20. The person should take every caution to avoid subjection either of the disputing parties to injury or harm as a result of the reconciliation.

For instance, this might be the case for someone who intervenes to reconcile two people who have just had a car accident. The well-meaning person might speak well and convince the party in the right to forego any claim from the other party. This means that the person who was not at fault has to bear the full burden of the accident on his own, even though he might be poor and have to beg the assistance of his friends to get his car fixed.

Therefore, it is crucial to avoid a solution that harms or wrongs either of the two parties. The Prophet (peace be upon him) said: “There shall be no harm or the causing of harm.”

Any pardon given by either of the parties to the other or any waiver of rights should be for the betterment of circumstances and not a cause of injustice or injury.

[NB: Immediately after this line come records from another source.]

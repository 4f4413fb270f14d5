//! Reporting of run results.
//!
//! The engine never prints on its own. A [`Reporter`] receives one line at a
//! time; [`console_lines`] renders an [`ApplicationResult`] into those lines.

use crate::types::ApplicationResult;
use std::sync::{Mutex, PoisonError};

/// Summary line for a run without error-level violations.
pub const NO_ERRORS: &str = "No errors";

/// Sink for report lines.
pub trait Reporter: Send + Sync {
    /// Emits one line.
    fn report(&self, line: &str);
}

/// Prints every line to stdout.
#[derive(Debug, Clone, Copy, Default)]
pub struct ConsoleReporter;

impl Reporter for ConsoleReporter {
    fn report(&self, line: &str) {
        println!("{line}");
    }
}

/// Keeps lines in memory, for tests and embedding.
#[derive(Debug, Default)]
pub struct MemoryReporter {
    lines: Mutex<Vec<String>>,
}

impl MemoryReporter {
    /// Creates an empty reporter.
    #[must_use]
    pub fn new() -> Self {
        Self::default()
    }

    /// Lines reported so far.
    #[must_use]
    pub fn lines(&self) -> Vec<String> {
        self.lines
            .lock()
            .unwrap_or_else(PoisonError::into_inner)
            .clone()
    }
}

impl Reporter for MemoryReporter {
    fn report(&self, line: &str) {
        self.lines
            .lock()
            .unwrap_or_else(PoisonError::into_inner)
            .push(line.to_string());
    }
}

/// Summary line: `No errors`, or `<N> errors` counting error-level violations.
#[must_use]
pub fn summary_line(result: &ApplicationResult) -> String {
    match result.error_count() {
        0 => NO_ERRORS.to_string(),
        n => format!("{n} errors"),
    }
}

/// Console rendering: violations, then execution failures, then the summary.
#[must_use]
pub fn console_lines(result: &ApplicationResult) -> Vec<String> {
    result
        .violations()
        .map(ToString::to_string)
        .chain(result.failures.iter().map(ToString::to_string))
        .chain(std::iter::once(summary_line(result)))
        .collect()
}

/// Sends the console rendering of `result` to `reporter`.
pub fn report_result(reporter: &dyn Reporter, result: &ApplicationResult) {
    for line in console_lines(result) {
        reporter.report(&line);
    }
}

21. The person should not intervene in a dispute with the precondition that the outcome must be successful. He must do the best he can and accept the fact that success is not guaranteed. He should realize that he will attain blessings for his sincerity and for his good attempt. Allah’s blessings are not contingent upon a successful outcome.

We must adopt the words that Shu`ayb (peace be upon him) said to his people: “I only desire (your) betterment to the best of my power; and my success (in my task) can only come from Allah. In Him I trust, and unto Him I turn.” [Sûrah Hûd: 88]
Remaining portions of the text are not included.